The following table is an example that shows some values for utilisations in the categories Target, Minimum and Maximum. You try to realize the target values. When these values exceed the Max value you should provide extra resources. E.g. if three cores are loaded at 90%, then 4 cores are loaded at 90*3/4 = 67.5%. When the values drop below the min value you may try to withdraw resources.
Target Min Max
CPU 60% 40% 70%
Memory 90% 70% 95%
Disks 30% 10% 40%
Networks 30% 10% 40%
Performance will not immediately go bad at utilisations slightly above the target, but you have to keep room for unexpected events.
Networks and disk storage have made a tremendous development over the last decades.

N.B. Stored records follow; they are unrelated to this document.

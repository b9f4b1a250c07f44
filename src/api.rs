//! HTTP endpoints. Each scrape route is a thin call-through to the
//! orchestrator with a fixed profile.

use axum::{
    extract::{Query, State},
    http::StatusCode,
    response::{IntoResponse, Response},
    routing::get,
    Json, Router,
};
use serde::{Deserialize, Serialize};
use std::sync::Arc;
use tower_http::cors::CorsLayer;
use utoipa::{IntoParams, OpenApi, ToSchema};
use utoipa_swagger_ui::SwaggerUi;

use crate::error::ScrapeError;
use crate::extractor::ProductFields;
use crate::orchestrator::{ScrapeFailure, ScrapeOrchestrator, ScrapeResult};
use crate::profiles::{self, SiteProfile};

pub const MISSING_URL: &str = "URL é obrigatória";

pub struct AppState {
    pub orchestrator: ScrapeOrchestrator,
}

#[derive(Debug, Deserialize, IntoParams)]
#[into_params(parameter_in = Query)]
pub struct ScrapeQuery {
    /// Product page URL
    pub url: Option<String>,
}

#[derive(Debug, Serialize, ToSchema)]
pub struct ValidationError {
    pub error: String,
}

#[derive(Debug, Serialize, ToSchema)]
pub struct ApiIndex {
    pub message: String,
    pub endpoints: Endpoints,
}

#[derive(Debug, Serialize, ToSchema)]
pub struct Endpoints {
    pub scrape: String,
    pub shopee: String,
    pub mercadolivre: String,
}

#[derive(Debug)]
pub enum ApiError {
    MissingUrl,
    Scrape(ScrapeError),
}

impl IntoResponse for ApiError {
    fn into_response(self) -> Response {
        match self {
            ApiError::MissingUrl => (
                StatusCode::BAD_REQUEST,
                Json(ValidationError {
                    error: MISSING_URL.to_string(),
                }),
            )
                .into_response(),
            ApiError::Scrape(err) => (
                StatusCode::INTERNAL_SERVER_ERROR,
                Json(ScrapeFailure::from(&err)),
            )
                .into_response(),
        }
    }
}

#[derive(OpenApi)]
#[openapi(
    paths(index, scrape_generic, scrape_shopee, scrape_mercado_livre),
    components(schemas(
        ApiIndex,
        Endpoints,
        ScrapeResult,
        ProductFields,
        ScrapeFailure,
        ValidationError
    )),
    tags((name = "scraper", description = "Product page scraping API"))
)]
pub struct ApiDoc;

pub fn router(state: Arc<AppState>) -> Router {
    Router::new()
        .merge(SwaggerUi::new("/swagger-ui").url("/api-docs/openapi.json", ApiDoc::openapi()))
        .route("/", get(index))
        .route("/api/scrape", get(scrape_generic))
        .route("/api/shopee", get(scrape_shopee))
        .route("/api/mercadolivre", get(scrape_mercado_livre))
        .layer(CorsLayer::permissive())
        .with_state(state)
}

#[utoipa::path(
    get,
    path = "/",
    responses((status = 200, description = "Service descriptor", body = ApiIndex)),
    tag = "scraper"
)]
pub async fn index() -> Json<ApiIndex> {
    Json(ApiIndex {
        message: "Shopee Scraper API está funcionando!".to_string(),
        endpoints: Endpoints {
            scrape: "/api/scrape?url=URL_DO_PRODUTO".to_string(),
            shopee: "/api/shopee?url=URL_SHOPEE".to_string(),
            mercadolivre: "/api/mercadolivre?url=URL_ML".to_string(),
        },
    })
}

/// Generic meta-tag and heuristic extraction
#[utoipa::path(
    get,
    path = "/api/scrape",
    params(ScrapeQuery),
    responses(
        (status = 200, description = "Product fields", body = ScrapeResult),
        (status = 400, description = "Missing url", body = ValidationError),
        (status = 500, description = "Browser or page failure", body = ScrapeFailure)
    ),
    tag = "scraper"
)]
pub async fn scrape_generic(
    State(state): State<Arc<AppState>>,
    Query(query): Query<ScrapeQuery>,
) -> Result<Json<ScrapeResult>, ApiError> {
    scrape_with(&state, query, profiles::generic()).await
}

/// Shopee product pages
#[utoipa::path(
    get,
    path = "/api/shopee",
    params(ScrapeQuery),
    responses(
        (status = 200, description = "Product fields", body = ScrapeResult),
        (status = 400, description = "Missing url", body = ValidationError),
        (status = 500, description = "Browser or page failure", body = ScrapeFailure)
    ),
    tag = "scraper"
)]
pub async fn scrape_shopee(
    State(state): State<Arc<AppState>>,
    Query(query): Query<ScrapeQuery>,
) -> Result<Json<ScrapeResult>, ApiError> {
    scrape_with(&state, query, profiles::shopee()).await
}

/// Mercado Livre product pages
#[utoipa::path(
    get,
    path = "/api/mercadolivre",
    params(ScrapeQuery),
    responses(
        (status = 200, description = "Product fields", body = ScrapeResult),
        (status = 400, description = "Missing url", body = ValidationError),
        (status = 500, description = "Browser or page failure", body = ScrapeFailure)
    ),
    tag = "scraper"
)]
pub async fn scrape_mercado_livre(
    State(state): State<Arc<AppState>>,
    Query(query): Query<ScrapeQuery>,
) -> Result<Json<ScrapeResult>, ApiError> {
    scrape_with(&state, query, profiles::mercado_livre()).await
}

async fn scrape_with(
    state: &AppState,
    query: ScrapeQuery,
    profile: &'static SiteProfile,
) -> Result<Json<ScrapeResult>, ApiError> {
    let url = query
        .url
        .as_deref()
        .map(str::trim)
        .filter(|u| !u.is_empty())
        .ok_or(ApiError::MissingUrl)?;

    let result = state
        .orchestrator
        .scrape(url, profile)
        .await
        .map_err(ApiError::Scrape)?;
    Ok(Json(result))
}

Home connections with download speeds in excess of 100 Mbps are no exceptions anymore in many places. Corporate networks commonly have bandwidths of 10 Gbps.
Many infrastructures make use of grossly oversized self-optimizing storage systems, non-volatile disk cache is quite normal, there is SSD with access times below 1 msec. As a performance specialist you do not have any influence on disk optimisation anymore.
As a consequence of these amazing technological advances most of the transaction profiles show only small contributions of disk and network. In contrast, disk and network completely dominated transaction profiles that I created in 1990.
A resource cannot be utilised over 100% by nature. However with a model we can calculate the utilisations an application seeks for a certain load, even over 100% and this is a handy feature. E.g. when your analysis shows that an application at a certain load model seeks 180% utilisation, from the above table you see with the blink of an eye that you have to provide 3 times the capacity to solve this bottleneck.
When you have multiple bottlenecks, or in other words you have multiple overcharged resources, it is not trivial to identify all of them at once. There is also the possibility of secondary performance problems e.g. in your worker threads. If one resource is overcharged it causes a throughput reduction. Consequently other resources with insufficient capacity may still show only low utilisation. There is also the challenge of a balanced infrastructure. In a balanced infrastructure the utilizations of the resources are more or less equal over all hosts. With load and stress testing you have to resolve multiple bottlenecks one by one starting with the hardware. Run the test, increase the capacity of the bottleneck, rerun the test, increase the capacity for the next bottleneck etc. Each time you have resolved a bottleneck you have to run the next load test to identify the next bottleneck. It may take quite a few load tests to realize an infrastructure without bottlenecks that is balanced too. With a performance model after one test you have a complete overview over all bottlenecks and optimise all capacities in one stroke. Inspect the loads, change the numbers for all overloaded resources, do a recalc et voilà.
Finally, with the model you can produce the estimates of elapse time and resource usage for a certain load model that predict your costs in server-less computing such as Amazon’s Lambda computing.